Goals and Requirements
My training for worship has three main goals:
- That children learn early and as well as they can to worship God heartily.
- That parents be able to worship.
- That families cause no distraction to the people around them.
So there are certain expectations that I teach the young ones and expect of the older ones:
- Sit or stand or close eyes when the service calls for it.
- Sit up straight and still—not lounging or fidgeting or crawling around, but respectful toward God and the worshipers around you.
- Keep bulletin papers and Bible and hymnal pages as quiet as possible.
- Stay awake. Taking notes helps. (I did allow the smallest ones to sleep, but they usually didn't need to!)
- Look toward the worship leaders in the front. No people-gazing or clock-watching.

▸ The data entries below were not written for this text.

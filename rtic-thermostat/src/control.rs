//! Control task: the fixed-period regulation cycle.
//!
//! One cycle advances the simulated temperature, decides the actuator
//! intensities, and reports status on the console. Between cycles the task
//! sleeps on the toggle queue, so button presses are applied at a safe point
//! instead of mutating regulator state from the interrupt handler. Entering
//! manual mode reads the two-digit setpoint here, bounded by a deadline,
//! never inside an interrupt.

use defmt::{debug, error, info, trace, unreachable, warn};
use rtic_monotonics::{
    stm32::{Tim2 as Mono, *},
    Monotonic, TimeoutError,
};
use rtic_sync::channel::Receiver;
use thermostat_core::{
    regulator::Mode,
    report,
    setpoint::{self, DigitReader, DEFAULT_SETPOINT},
    Temperature,
};

use crate::{actuator::Actuator, console};

/// Control cycle period.
const TICK_PERIOD_MS: u32 = 2000;
/// Manual setpoint entry deadline; on expiry the default applies.
const SETPOINT_TIMEOUT_MS: u32 = 30_000;

/// Queued mode-toggle events (press timestamps, ms since boot).
pub const TOGGLE_QUEUE: usize = 4;
/// Raw bytes forwarded from the USART RX interrupt.
pub const RX_QUEUE: usize = 16;

type ToggleRx = Receiver<'static, u64, TOGGLE_QUEUE>;
type ByteRx = Receiver<'static, u8, RX_QUEUE>;

#[cfg_attr(feature = "sizing", inline(never))]
pub async fn run(
    mut cx: crate::app::control_loop::Context<'_>,
    mut toggle_rx: ToggleRx,
    mut byte_rx: ByteRx,
) {
    if let Err(e) = cx
        .shared
        .usart
        .lock(|usart| console::write_str(usart, report::BANNER))
    {
        error!("banner write failed: {=str}", e.as_str());
    }

    let mut next = Mono::now();
    loop {
        trace!("control tick");
        if let Err(e) = tick(&mut cx) {
            error!("control tick failed: {=str}", e.as_str());
        }

        next += TICK_PERIOD_MS.millis();

        // Sleep until the next cycle, applying mode toggles as they arrive.
        while let Ok(event) = Mono::timeout_at(next, toggle_rx.recv()).await {
            match event {
                Ok(pressed_ms) => {
                    trace!("mode toggle from press at {=u64} ms", pressed_ms);
                    if let Err(e) = apply_toggle(&mut cx, &mut byte_rx).await {
                        error!("mode change reporting failed: {=str}", e.as_str());
                    }
                    // A setpoint read may have overrun the cycle; restart the
                    // cadence instead of replaying the missed ticks.
                    let now = Mono::now();
                    if next < now {
                        next = now;
                    }
                }
                Err(_) => unreachable!("button isr sender dropped"),
            }
        }
    }
}

/// One regulation cycle: step the simulation, drive the actuators, report.
fn tick(cx: &mut crate::app::control_loop::Context<'_>) -> Result<(), console::Error> {
    let regulator = &mut *cx.local.regulator;

    regulator.step();
    let drive = regulator.decide();

    cx.local.lamp.set_intensity(drive.lamp)?;
    cx.local.peltier.set_intensity(drive.peltier)?;

    debug!(
        "mode: {}, temp: {=f32}, lamp: {=u8}, peltier: {=u8}",
        regulator.mode(),
        regulator.temperature().to_num::<f32>(),
        drive.lamp,
        drive.peltier
    );

    let mut line: heapless::String<48> = heapless::String::new();
    report::write_temp_line(&mut line, regulator.temperature())?;

    cx.shared.usart.lock(|usart| -> Result<(), console::Error> {
        console::write_str(usart, report::trend_line(regulator.mode(), drive.trend))?;
        console::write_str(usart, line.as_str())
    })
}

/// Apply one queued button press: flip the mode and run the entry actions.
async fn apply_toggle(
    cx: &mut crate::app::control_loop::Context<'_>,
    byte_rx: &mut ByteRx,
) -> Result<(), console::Error> {
    match cx.local.regulator.toggle_mode() {
        Mode::Manual => {
            info!("manual mode enabled");
            cx.shared.usart.lock(|usart| -> Result<(), console::Error> {
                console::write_str(usart, report::MANUAL_ENABLED)?;
                console::write_str(usart, report::SETPOINT_PROMPT)
            })?;

            // Drop anything typed before the prompt.
            while byte_rx.try_recv().is_ok() {}

            let desired = read_setpoint(cx, byte_rx).await?;
            cx.local.regulator.set_desired(desired);
        }
        Mode::Automatic => {
            info!("automatic mode enabled");
            cx.shared
                .usart
                .lock(|usart| console::write_str(usart, report::AUTOMATIC_ENABLED))?;
        }
    }
    Ok(())
}

/// Read the two-digit setpoint, reporting the outcome on the console.
///
/// Falls back to [`DEFAULT_SETPOINT`] on an out-of-range value or when the
/// deadline passes without a complete entry.
#[cfg_attr(feature = "sizing", inline(never))]
async fn read_setpoint(
    cx: &mut crate::app::control_loop::Context<'_>,
    byte_rx: &mut ByteRx,
) -> Result<Temperature, console::Error> {
    let deadline = Mono::now() + SETPOINT_TIMEOUT_MS.millis();
    let mut digits = DigitReader::new();

    let entered = loop {
        match Mono::timeout_at(deadline, byte_rx.recv()).await {
            Ok(Ok(byte)) => {
                if let Some(value) = digits.push(byte) {
                    break Some(value);
                }
            }
            Ok(Err(_)) => unreachable!("usart rx sender dropped"),
            Err(TimeoutError) => break None,
        }
    };

    let desired = match entered {
        Some(raw) => match setpoint::validate(raw) {
            Ok(value) => {
                info!("setpoint accepted: {=u8}", raw);
                let mut line: heapless::String<48> = heapless::String::new();
                report::write_setpoint_line(&mut line, value)?;
                cx.shared
                    .usart
                    .lock(|usart| console::write_str(usart, line.as_str()))?;
                value
            }
            Err(e) => {
                warn!("{=str}: {=u8}", e.as_str(), raw);
                cx.shared
                    .usart
                    .lock(|usart| console::write_str(usart, report::SETPOINT_INVALID))?;
                DEFAULT_SETPOINT
            }
        },
        None => {
            warn!("setpoint entry timed out");
            cx.shared
                .usart
                .lock(|usart| console::write_str(usart, report::SETPOINT_MISSING))?;
            DEFAULT_SETPOINT
        }
    };

    Ok(desired)
}
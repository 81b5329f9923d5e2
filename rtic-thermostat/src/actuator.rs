//! PWM-driven actuator outputs (heat lamp and Peltier element).

use core::convert::Infallible;

use embedded_hal::PwmPin;

use thermostat_core::regulator::FULL_DRIVE;

/// A duty-cycle driven output channel.
pub trait Actuator {
    type Error;

    /// Drive the actuator at `percent` of full scale (0..=100, linear).
    fn set_intensity(&mut self, percent: u8) -> Result<(), Self::Error>;
}

/// Actuator backed by a hardware PWM channel.
pub struct PwmActuator<P: PwmPin<Duty = u16>> {
    channel: P,
}

impl<P: PwmPin<Duty = u16>> PwmActuator<P> {
    /// Takes over the channel: enables it parked at zero intensity.
    pub fn new(mut channel: P) -> Self {
        channel.set_duty(0);
        channel.enable();
        Self { channel }
    }
}

impl<P: PwmPin<Duty = u16>> Actuator for PwmActuator<P> {
    type Error = Infallible;

    fn set_intensity(&mut self, percent: u8) -> Result<(), Self::Error> {
        let percent = percent.min(FULL_DRIVE);
        let duty =
            u32::from(self.channel.get_max_duty()) * u32::from(percent) / u32::from(FULL_DRIVE);
        self.channel.set_duty(duty as u16);
        Ok(())
    }
}
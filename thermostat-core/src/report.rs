//! Serial status reporting: fixed phrases and temperature rendering.
//!
//! Rendering goes through `core::fmt::Write` without pulling in float
//! formatting; temperatures print with one decimal digit, which is exact for
//! every value the regulator produces.

use core::fmt::{self, Write};

use num_traits::AsPrimitive;

use crate::{
    regulator::{Mode, Trend},
    Temperature,
};

/// Sent once when the control task starts.
pub const BANNER: &str = "System started in automatic mode.\r\n";

pub const MANUAL_ENABLED: &str = "Manual mode enabled.\r\n";
pub const AUTOMATIC_ENABLED: &str = "Automatic mode enabled.\r\n";
pub const SETPOINT_PROMPT: &str = "Enter the desired temperature (2 digits, e.g. 15, 25): ";
pub const SETPOINT_INVALID: &str = "Invalid value! Using the 25.0\u{b0}C default.\r\n";
pub const SETPOINT_MISSING: &str = "No input received. Using the 25.0\u{b0}C default.\r\n";

/// Directional status line for one control cycle.
#[must_use]
pub const fn trend_line(mode: Mode, trend: Trend) -> &'static str {
    match (mode, trend) {
        (Mode::Automatic, Trend::Heating | Trend::AtTarget) => "Heating (automatic mode)...\r\n",
        (Mode::Automatic, Trend::Cooling) => "Cooling (automatic mode)...\r\n",
        (Mode::Manual, Trend::Heating) => "Heating (manual mode)...\r\n",
        (Mode::Manual, Trend::Cooling) => "Cooling (manual mode)...\r\n",
        (Mode::Manual, Trend::AtTarget) => "Desired temperature reached.\r\n",
    }
}

/// "Current temperature: 17.0°C" line.
///
/// # Errors
///
/// Propagates the sink's `fmt::Error` (for a stack buffer: overflow).
pub fn write_temp_line<W: Write>(sink: &mut W, temp: Temperature) -> fmt::Result {
    sink.write_str("Current temperature: ")?;
    write_temp(sink, temp)?;
    sink.write_str("\u{b0}C\r\n")
}

/// Confirmation line after a setpoint was accepted.
///
/// # Errors
///
/// Propagates the sink's `fmt::Error`.
pub fn write_setpoint_line<W: Write>(sink: &mut W, desired: Temperature) -> fmt::Result {
    sink.write_str("Desired temperature set to ")?;
    write_temp(sink, desired)?;
    sink.write_str("\u{b0}C.\r\n")
}

/// Render a temperature with one decimal digit (truncated).
///
/// # Errors
///
/// Propagates the sink's `fmt::Error`.
pub fn write_temp<W: Write>(sink: &mut W, temp: Temperature) -> fmt::Result {
    if temp.is_negative() {
        sink.write_char('-')?;
    }

    let bits = temp.to_bits().unsigned_abs();
    let whole = bits >> Temperature::FRAC_NBITS;
    let frac = bits & ((1u32 << Temperature::FRAC_NBITS) - 1);
    let tenths = (frac * 10) >> Temperature::FRAC_NBITS;

    write_uint(sink, whole)?;
    sink.write_char('.')?;
    write_uint(sink, tenths)
}

fn write_uint<W: Write>(sink: &mut W, mut num: u32) -> fmt::Result {
    const BUF_SIZE: usize = 10;

    let mut buf = [0u8; BUF_SIZE];
    let mut idx = 0;

    loop {
        let digit: u8 = (num % 10).as_();
        num /= 10;

        buf[BUF_SIZE - idx - 1] = b'0' + digit;
        idx += 1;

        if num == 0 {
            break;
        }
    }

    for &b in &buf[BUF_SIZE - idx..] {
        sink.write_char(char::from(b))?;
    }
    Ok(())
}

#[cfg(test)]
mod tests {
    use heapless::String;

    use super::*;

    fn render(temp: Temperature) -> String<16> {
        let mut out = String::new();
        write_temp(&mut out, temp).unwrap();
        out
    }

    #[test]
    fn whole_degrees_render_with_one_decimal() {
        assert_eq!(render(Temperature::from_num(17)).as_str(), "17.0");
        assert_eq!(render(Temperature::from_num(0)).as_str(), "0.0");
        assert_eq!(render(Temperature::from_num(25)).as_str(), "25.0");
    }

    #[test]
    fn halves_and_negatives_render() {
        assert_eq!(render(Temperature::from_num(19.5)).as_str(), "19.5");
        assert_eq!(render(Temperature::from_num(-3.5)).as_str(), "-3.5");
    }

    #[test]
    fn sub_tenth_fractions_truncate() {
        assert_eq!(render(Temperature::from_num(20.0625)).as_str(), "20.0");
        assert_eq!(render(Temperature::from_num(20.9375)).as_str(), "20.9");
    }

    #[test]
    fn temp_line_has_units_and_line_ending() {
        let mut out: String<48> = String::new();
        write_temp_line(&mut out, Temperature::from_num(21)).unwrap();
        assert_eq!(out.as_str(), "Current temperature: 21.0\u{b0}C\r\n");
    }

    #[test]
    fn setpoint_line_echoes_the_value() {
        let mut out: String<48> = String::new();
        write_setpoint_line(&mut out, Temperature::from_num(18)).unwrap();
        assert_eq!(out.as_str(), "Desired temperature set to 18.0\u{b0}C.\r\n");
    }

    #[test]
    fn overflowing_sink_reports_an_error() {
        let mut out: String<4> = String::new();
        assert!(write_temp_line(&mut out, Temperature::from_num(21)).is_err());
    }

    #[test]
    fn trend_lines_cover_both_modes() {
        assert_eq!(
            trend_line(Mode::Automatic, Trend::Heating),
            "Heating (automatic mode)...\r\n"
        );
        assert_eq!(
            trend_line(Mode::Manual, Trend::Cooling),
            "Cooling (manual mode)...\r\n"
        );
        assert_eq!(
            trend_line(Mode::Manual, Trend::AtTarget),
            "Desired temperature reached.\r\n"
        );
    }
}
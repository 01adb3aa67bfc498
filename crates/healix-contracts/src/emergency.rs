//! Emergency alert shape returned by the keyword scanner.
//!
//! The alert is informational. Presenting a call-to-action and running the
//! countdown is the consuming UI's job.

use serde::{Deserialize, Serialize};

#[derive(Debug, Clone, Copy, PartialEq, Eq, Serialize, Deserialize)]
#[serde(rename_all = "lowercase")]
pub enum AlertLevel {
    Critical,
}

/// Fixed-shape emergency result, e.g.
/// `{ level: "critical", action: "CALL_102", message, countdown: 10 }`.
#[derive(Debug, Clone, PartialEq, Eq, Serialize, Deserialize)]
pub struct EmergencyAlert {
    pub level: AlertLevel,
    /// `CALL_<number>`; the UI dials `<number>`.
    pub action: String,
    pub message: String,
    /// Seconds before the UI auto-dials.
    pub countdown: u32,
}

impl EmergencyAlert {
    /// The number encoded in `action`, if it has the `CALL_` prefix.
    pub fn dial_number(&self) -> Option<&str> {
        self.action.strip_prefix("CALL_")
    }
}
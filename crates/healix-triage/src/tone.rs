//! Coarse tone classification for assistant replies.

use std::fmt;

use serde::{Deserialize, Serialize};

#[derive(Debug, Clone, Copy, PartialEq, Eq, Hash, Serialize, Deserialize)]
#[serde(rename_all = "lowercase")]
pub enum Tone {
    Concerned,
    Reassuring,
    Analyzing,
    Neutral,
}

impl Tone {
    pub fn as_str(self) -> &'static str {
        match self {
            Tone::Concerned => "concerned",
            Tone::Reassuring => "reassuring",
            Tone::Analyzing => "analyzing",
            Tone::Neutral => "neutral",
        }
    }
}

impl fmt::Display for Tone {
    fn fmt(&self, f: &mut fmt::Formatter<'_>) -> fmt::Result {
        f.write_str(self.as_str())
    }
}

// Checked in order; the first group with a hit decides.
const GROUPS: &[(Tone, &[&str])] = &[
    (Tone::Concerned, &["serious", "critical", "immediate", "emergency"]),
    (Tone::Reassuring, &["likely", "probably", "common"]),
    (Tone::Analyzing, &["think", "consider", "might"]),
];

pub fn classify_tone(text: &str) -> Tone {
    let lower = text.to_lowercase();
    GROUPS
        .iter()
        .find(|(_, words)| words.iter().any(|w| lower.contains(w)))
        .map_or(Tone::Neutral, |(tone, _)| *tone)
}
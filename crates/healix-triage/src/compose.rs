//! Offline response composition.
//!
//! Turns detected symptom keys into the plain-text reply shown to the user.
//! Output uses light heading and bullet markers and is rendered as
//! preformatted text, so nothing is escaped.
//!
//! Only the FIRST resolvable entry shapes the body (conditions, red flags,
//! advice, follow-ups). Later matches are named in the header and nothing
//! else.

use healix_contracts::symptom::SymptomKey;

use crate::{
    emergency::DEFAULT_EMERGENCY_NUMBER,
    knowledge::{lookup, SymptomEntry, GENERIC_FOLLOW_UPS},
};

/// Footer appended to every triage reply.
pub const DISCLAIMER: &str = "_Disclaimer: Consult a doctor._";

/// How many conditions the LIKELY section lists.
pub const MAX_CONDITIONS: usize = 3;
/// How many of the entry's emergency flags are surfaced as red flags.
pub const MAX_RED_FLAGS: usize = 2;
/// How many follow-up questions are asked.
pub const MAX_FOLLOW_UPS: usize = 3;

/// Compose a reply for `matched_keys`, using the default emergency number.
pub fn compose(matched_keys: &[SymptomKey], raw_text: &str) -> String {
    compose_with_number(matched_keys, raw_text, DEFAULT_EMERGENCY_NUMBER)
}

/// Compose a reply, quoting `emergency_number` in the general templates.
///
/// Falls through to `general_response` when no key resolves to a
/// dictionary entry (an empty list or just `general`).
pub fn compose_with_number(
    matched_keys: &[SymptomKey],
    raw_text: &str,
    emergency_number: &str,
) -> String {
    let entries: Vec<&'static SymptomEntry> = matched_keys
        .iter()
        .filter(|key| !key.is_general())
        .filter_map(|key| lookup(key.as_str()))
        .collect();

    match entries.first() {
        Some(primary) => symptom_response(primary, &entries),
        None => general_response(raw_text, emergency_number),
    }
}

fn symptom_response(primary: &SymptomEntry, all: &[&SymptomEntry]) -> String {
    let mut out = String::new();

    let names = all.iter().map(|e| display_name(e.key)).collect::<Vec<_>>().join(", ");
    out.push_str(&format!("ASSESSMENT: Symptoms reported: {names}\n\n"));

    out.push_str("LIKELY:\n");
    for condition in primary.conditions.iter().take(MAX_CONDITIONS) {
        out.push_str(&format!("- {} ({} confidence)\n", condition.name, condition.confidence));
    }

    if !primary.emergency_flags.is_empty() {
        out.push_str("\nRED FLAGS (get urgent care if you notice):\n");
        for flag in primary.emergency_flags.iter().take(MAX_RED_FLAGS) {
            out.push_str(&format!("- {flag}\n"));
        }
    }

    out.push_str(&format!("\nDO:\n- {}\n", primary.advice));

    let questions = if primary.follow_ups.is_empty() {
        GENERIC_FOLLOW_UPS
    } else {
        primary.follow_ups
    };
    out.push_str("\nANSWER:\n");
    for (i, question) in questions.iter().take(MAX_FOLLOW_UPS).enumerate() {
        out.push_str(&format!("{}. {}\n", i + 1, question));
    }

    out.push('\n');
    out.push_str(DISCLAIMER);
    out
}

/// Reply for input that named no known symptom.
///
/// Checks medication, healthy-living and appointment topics in that order
/// and otherwise asks for more detail.
pub fn general_response(raw_text: &str, emergency_number: &str) -> String {
    let lower = raw_text.to_lowercase();
    let mentions = |words: &[&str]| words.iter().any(|w| lower.contains(w));

    if mentions(&["medicine", "medication", "drug"]) {
        return format!(
            "CANNOT PRESCRIBE\n\n\
             - Ask doctor/pharmacist\n\
             - Never take meds without advice\n\n\
             Emergencies: Call {emergency_number}\n\n\
             {DISCLAIMER}"
        );
    }

    if mentions(&["healthy", "diet", "exercise"]) {
        return format!(
            "STAY HEALTHY:\n\
             - Balanced meals\n\
             - Exercise regularly\n\
             - Sleep 7-9 hours\n\
             - Stay hydrated\n\n\
             {DISCLAIMER}"
        );
    }

    if mentions(&["appointment", "doctor"]) {
        return format!(
            "SEE DOCTOR IF:\n\
             1. Symptoms last > 1 week\n\
             2. Getting worse\n\
             3. High fever or severe pain\n\n\
             Emergencies: Call {emergency_number}\n\n\
             {DISCLAIMER}"
        );
    }

    format!(
        "Please tell me a little more so I can help.\n\n\
         ANSWER:\n\
         1. When symptoms started?\n\
         2. Severity (mild/moderate/severe)?\n\
         3. Location of any pain?\n\
         4. Any triggering factors?\n\n\
         {DISCLAIMER}"
    )
}

/// "stomach pain" and "back_pain" both read as plain words in the header.
fn display_name(key: &str) -> String {
    key.replace('_', " ")
}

- If you can read fast enough, sing along with the printed words. At least keep your eyes on the words and try to think them. If you can't read yet, listen very hard.
Creating an Environment in the Pew
For my part, I try to create an environment in our pew that makes worship easier. In past years, I would sit between whichever two were having the most trouble with each other that day. We choose seats where we can see the front better (while seated, not kneeling on the pew; kneeling leads to squirming and blocks the view of others).
Each child has a Bible, offering money and worship folder at hand, so he doesn't have to scramble and dig during the worship time. During the prelude, if I notice in the bulletin something unusual for which we need to be prepared (a responsive reading or congregational prayers, for example), I quietly point it out to a child who is old enough to participate.
When the service has ended, my first words are praise to the child who has behaved well. In addition to the praise, I might also mention one or two things that we both hope will be better next time.
But what if there has been disregard of our established expectations and little attempt to behave? The first thing that happens following the service is a silent and immediate trip to the most private place we can find. Then the deserved words are spoken and consequences administered or promised.
Closeness and Warmth
On the rare occasions when my pastor-husband can sit with the rest of us, the youngest one climbs right into his lap—and is more attentive and still than usual. What a wonderful thing for a young mind to closely associate the closeness and warmth of a parent's lap with special God-times.
A child gets almost the same feeling from being next to his parent or from an arm around the shoulder or an affectionate hand on the knee.
The setting of the tight family circle focusing toward God will be a nonverbal picture growing richer and richer in the child's mind and heart as he matures in appreciation for his family and in awe at the greatness of God.